__WHAT YOU WILL DO__: Every line of the material below that contains the string "modules" must appear in the answer.
━━ SUPPLIED ENTRIES
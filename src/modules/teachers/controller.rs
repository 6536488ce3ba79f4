use axum::{
    Json,
    extract::{Path, Query, State},
    http::StatusCode,
};
use mesrs_core::{AppError, Paginated};
use tracing::instrument;
use uuid::Uuid;

use crate::middleware::request::RequestMeta;
use crate::middleware::role::RequireStaff;
use crate::modules::activity::{ActivityAction, ActivityService, Actor, ResourceType};
use crate::modules::auth::controller::ErrorResponse;
use crate::modules::teachers::model::{
    CreateTeacherDto, Teacher, TeacherFilterParams, UpdateTeacherDto,
};
use crate::modules::teachers::service::TeacherService;
use crate::state::AppState;
use crate::validator::ValidatedJson;

/// Create a teacher together with their account
#[utoipa::path(
    post,
    path = "/api/teachers",
    request_body = CreateTeacherDto,
    responses(
        (status = 201, description = "Teacher created", body = Teacher),
        (status = 400, description = "Email, national ID or employee number already exists", body = ErrorResponse),
        (status = 401, description = "Unauthorized", body = ErrorResponse),
        (status = 403, description = "Forbidden", body = ErrorResponse),
        (status = 422, description = "Validation error", body = ErrorResponse)
    ),
    security(("bearer_auth" = [])),
    tag = "Teachers"
)]
#[instrument(skip(state, dto))]
pub async fn create_teacher(
    State(state): State<AppState>,
    RequireStaff(auth_user): RequireStaff,
    meta: RequestMeta,
    ValidatedJson(dto): ValidatedJson<CreateTeacherDto>,
) -> Result<(StatusCode, Json<Teacher>), AppError> {
    let teacher = TeacherService::create_teacher(&state.db, dto).await?;

    let actor = Actor::from_auth(&auth_user, meta);
    ActivityService::record_change(
        &state,
        &actor,
        ActivityAction::Create,
        ResourceType::Teacher,
        Some(teacher.id),
    )
    .await;

    Ok((StatusCode::CREATED, Json(teacher)))
}

/// Search and filter teachers
#[utoipa::path(
    get,
    path = "/api/teachers",
    params(TeacherFilterParams),
    responses(
        (status = 200, description = "Teachers", body = Paginated<Teacher>),
        (status = 401, description = "Unauthorized", body = ErrorResponse)
    ),
    security(("bearer_auth" = [])),
    tag = "Teachers"
)]
#[instrument(skip(state))]
pub async fn list_teachers(
    State(state): State<AppState>,
    Query(filters): Query<TeacherFilterParams>,
) -> Result<Json<Paginated<Teacher>>, AppError> {
    Ok(Json(TeacherService::list_teachers(&state.db, filters).await?))
}

#[utoipa::path(
    get,
    path = "/api/teachers/{id}",
    params(("id" = Uuid, Path, description = "Teacher ID")),
    responses(
        (status = 200, description = "Teacher", body = Teacher),
        (status = 401, description = "Unauthorized", body = ErrorResponse),
        (status = 404, description = "Teacher not found", body = ErrorResponse)
    ),
    security(("bearer_auth" = [])),
    tag = "Teachers"
)]
#[instrument(skip(state))]
pub async fn get_teacher(
    State(state): State<AppState>,
    Path(id): Path<Uuid>,
) -> Result<Json<Teacher>, AppError> {
    Ok(Json(TeacherService::get_teacher(&state.db, id).await?))
}

#[utoipa::path(
    put,
    path = "/api/teachers/{id}",
    params(("id" = Uuid, Path, description = "Teacher ID")),
    request_body = UpdateTeacherDto,
    responses(
        (status = 200, description = "Teacher updated", body = Teacher),
        (status = 400, description = "Email, national ID or employee number already exists", body = ErrorResponse),
        (status = 401, description = "Unauthorized", body = ErrorResponse),
        (status = 403, description = "Forbidden", body = ErrorResponse),
        (status = 404, description = "Teacher not found", body = ErrorResponse),
        (status = 422, description = "Validation error", body = ErrorResponse)
    ),
    security(("bearer_auth" = [])),
    tag = "Teachers"
)]
#[instrument(skip(state, dto))]
pub async fn update_teacher(
    State(state): State<AppState>,
    RequireStaff(auth_user): RequireStaff,
    meta: RequestMeta,
    Path(id): Path<Uuid>,
    ValidatedJson(dto): ValidatedJson<UpdateTeacherDto>,
) -> Result<Json<Teacher>, AppError> {
    let teacher = TeacherService::update_teacher(&state.db, id, dto).await?;

    let actor = Actor::from_auth(&auth_user, meta);
    ActivityService::record_change(
        &state,
        &actor,
        ActivityAction::Update,
        ResourceType::Teacher,
        Some(id),
    )
    .await;

    Ok(Json(teacher))
}

#[utoipa::path(
    delete,
    path = "/api/teachers/{id}",
    params(("id" = Uuid, Path, description = "Teacher ID")),
    responses(
        (status = 204, description = "Teacher deleted"),
        (status = 400, description = "Teacher is still referenced", body = ErrorResponse),
        (status = 401, description = "Unauthorized", body = ErrorResponse),
        (status = 403, description = "Forbidden", body = ErrorResponse),
        (status = 404, description = "Teacher not found", body = ErrorResponse)
    ),
    security(("bearer_auth" = [])),
    tag = "Teachers"
)]
#[instrument(skip(state))]
pub async fn delete_teacher(
    State(state): State<AppState>,
    RequireStaff(auth_user): RequireStaff,
    meta: RequestMeta,
    Path(id): Path<Uuid>,
) -> Result<StatusCode, AppError> {
    TeacherService::delete_teacher(&state.db, id).await?;

    let actor = Actor::from_auth(&auth_user, meta);
    ActivityService::record_change(
        &state,
        &actor,
        ActivityAction::Delete,
        ResourceType::Teacher,
        Some(id),
    )
    .await;

    Ok(StatusCode::NO_CONTENT)
}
━━━━
__ANSWER BOX__:
filename src/modules/teachers/controller.rs
use crate::modules::activity::{ActivityAction, ActivityService, Actor, ResourceType};
use crate::modules::auth::controller::ErrorResponse;
use crate::modules::teachers::model::{
use crate::modules::teachers::service::TeacherService;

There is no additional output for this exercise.